■ EXERCISE BRIEF:
Starting with the line containing "result |= x ^ y;" and going on through the line containing "assert!(fp.chars().all(|c| c.is_ascii_hexdigit()));", return the lines of the data below exactly, and only those.

::: ENTRIES SUPPLIED :::

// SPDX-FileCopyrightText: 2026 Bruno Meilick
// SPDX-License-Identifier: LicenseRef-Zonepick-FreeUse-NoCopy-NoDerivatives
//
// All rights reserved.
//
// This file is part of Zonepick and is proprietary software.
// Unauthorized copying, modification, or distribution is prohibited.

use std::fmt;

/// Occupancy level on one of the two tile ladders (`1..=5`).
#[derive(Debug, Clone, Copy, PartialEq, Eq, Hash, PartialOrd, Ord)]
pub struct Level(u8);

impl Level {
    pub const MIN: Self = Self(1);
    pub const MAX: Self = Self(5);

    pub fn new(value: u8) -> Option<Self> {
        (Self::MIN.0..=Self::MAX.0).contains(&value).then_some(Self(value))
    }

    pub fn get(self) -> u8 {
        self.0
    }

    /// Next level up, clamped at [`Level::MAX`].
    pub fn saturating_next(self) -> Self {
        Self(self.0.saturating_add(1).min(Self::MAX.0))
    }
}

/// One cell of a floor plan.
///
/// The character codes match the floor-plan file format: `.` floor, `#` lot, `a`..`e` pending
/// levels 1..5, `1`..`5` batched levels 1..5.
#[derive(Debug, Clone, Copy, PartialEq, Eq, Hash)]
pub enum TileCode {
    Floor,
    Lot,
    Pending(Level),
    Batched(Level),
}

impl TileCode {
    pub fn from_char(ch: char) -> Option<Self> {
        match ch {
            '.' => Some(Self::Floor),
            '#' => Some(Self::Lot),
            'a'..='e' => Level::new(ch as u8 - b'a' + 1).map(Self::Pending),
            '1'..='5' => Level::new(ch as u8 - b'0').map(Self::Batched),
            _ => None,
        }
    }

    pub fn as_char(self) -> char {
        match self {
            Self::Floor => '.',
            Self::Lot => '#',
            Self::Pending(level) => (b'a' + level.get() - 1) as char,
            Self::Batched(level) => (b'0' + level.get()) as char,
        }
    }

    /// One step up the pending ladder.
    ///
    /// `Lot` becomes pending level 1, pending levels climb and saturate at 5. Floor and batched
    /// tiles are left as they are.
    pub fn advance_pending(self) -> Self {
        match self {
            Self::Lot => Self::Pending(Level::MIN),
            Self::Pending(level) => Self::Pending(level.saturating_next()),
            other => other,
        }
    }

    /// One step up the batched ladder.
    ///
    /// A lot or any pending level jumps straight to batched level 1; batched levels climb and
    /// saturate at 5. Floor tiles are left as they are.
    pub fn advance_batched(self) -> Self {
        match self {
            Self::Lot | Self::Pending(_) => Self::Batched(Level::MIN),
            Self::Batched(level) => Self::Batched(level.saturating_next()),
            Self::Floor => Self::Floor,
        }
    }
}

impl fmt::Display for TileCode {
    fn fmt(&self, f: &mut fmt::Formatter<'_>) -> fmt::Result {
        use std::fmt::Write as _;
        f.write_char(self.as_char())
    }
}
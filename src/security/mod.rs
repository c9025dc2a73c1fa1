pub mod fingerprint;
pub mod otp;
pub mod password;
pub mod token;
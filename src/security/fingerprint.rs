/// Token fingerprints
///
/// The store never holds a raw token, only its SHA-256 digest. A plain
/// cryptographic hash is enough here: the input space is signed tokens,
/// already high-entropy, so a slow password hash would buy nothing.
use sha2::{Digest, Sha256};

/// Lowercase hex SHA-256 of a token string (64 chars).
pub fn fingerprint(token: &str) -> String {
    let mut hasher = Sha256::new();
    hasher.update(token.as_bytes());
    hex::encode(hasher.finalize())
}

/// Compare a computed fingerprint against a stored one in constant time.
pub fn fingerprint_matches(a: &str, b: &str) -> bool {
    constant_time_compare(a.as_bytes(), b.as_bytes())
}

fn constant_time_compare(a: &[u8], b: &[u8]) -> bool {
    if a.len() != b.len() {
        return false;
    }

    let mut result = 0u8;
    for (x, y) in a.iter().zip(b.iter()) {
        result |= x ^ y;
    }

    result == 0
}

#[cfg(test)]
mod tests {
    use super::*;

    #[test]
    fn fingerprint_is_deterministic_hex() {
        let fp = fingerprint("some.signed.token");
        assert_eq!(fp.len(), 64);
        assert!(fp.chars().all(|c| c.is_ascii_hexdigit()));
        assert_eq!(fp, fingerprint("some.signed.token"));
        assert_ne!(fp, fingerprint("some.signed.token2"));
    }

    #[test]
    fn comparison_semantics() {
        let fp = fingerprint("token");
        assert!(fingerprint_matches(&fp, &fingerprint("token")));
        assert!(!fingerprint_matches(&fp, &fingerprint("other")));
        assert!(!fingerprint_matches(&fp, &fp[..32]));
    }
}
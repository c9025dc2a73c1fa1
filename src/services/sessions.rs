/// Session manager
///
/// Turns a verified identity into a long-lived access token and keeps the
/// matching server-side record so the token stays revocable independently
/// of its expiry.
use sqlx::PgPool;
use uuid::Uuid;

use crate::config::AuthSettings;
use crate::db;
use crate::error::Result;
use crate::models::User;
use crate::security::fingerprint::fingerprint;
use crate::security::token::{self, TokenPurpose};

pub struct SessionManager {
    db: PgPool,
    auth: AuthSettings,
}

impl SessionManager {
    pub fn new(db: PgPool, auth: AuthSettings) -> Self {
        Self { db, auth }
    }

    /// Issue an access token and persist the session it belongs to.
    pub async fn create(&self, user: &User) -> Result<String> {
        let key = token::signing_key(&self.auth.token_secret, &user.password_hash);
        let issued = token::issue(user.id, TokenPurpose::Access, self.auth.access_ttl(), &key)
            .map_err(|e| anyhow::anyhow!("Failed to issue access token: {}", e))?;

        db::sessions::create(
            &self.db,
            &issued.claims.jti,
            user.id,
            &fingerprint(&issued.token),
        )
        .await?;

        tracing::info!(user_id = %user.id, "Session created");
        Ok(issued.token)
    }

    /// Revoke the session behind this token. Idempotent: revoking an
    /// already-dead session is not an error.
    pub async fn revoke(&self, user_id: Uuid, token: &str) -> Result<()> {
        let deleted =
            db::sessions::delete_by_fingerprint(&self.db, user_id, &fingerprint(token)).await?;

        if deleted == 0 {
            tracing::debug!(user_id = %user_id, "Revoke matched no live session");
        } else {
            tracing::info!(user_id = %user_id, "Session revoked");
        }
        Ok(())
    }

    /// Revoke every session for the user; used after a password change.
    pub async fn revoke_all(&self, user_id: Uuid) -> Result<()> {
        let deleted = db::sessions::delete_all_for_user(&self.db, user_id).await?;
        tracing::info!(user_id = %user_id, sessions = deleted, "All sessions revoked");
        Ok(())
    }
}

:::

■ RESULT FOR THIS TASK:
        result |= x ^ y;
    }

    result == 0
}

#[cfg(test)]
mod tests {
    use super::*;

    #[test]
    fn fingerprint_is_deterministic_hex() {
        let fp = fingerprint("some.signed.token");
        assert_eq!(fp.len(), 64);
        assert!(fp.chars().all(|c| c.is_ascii_hexdigit()));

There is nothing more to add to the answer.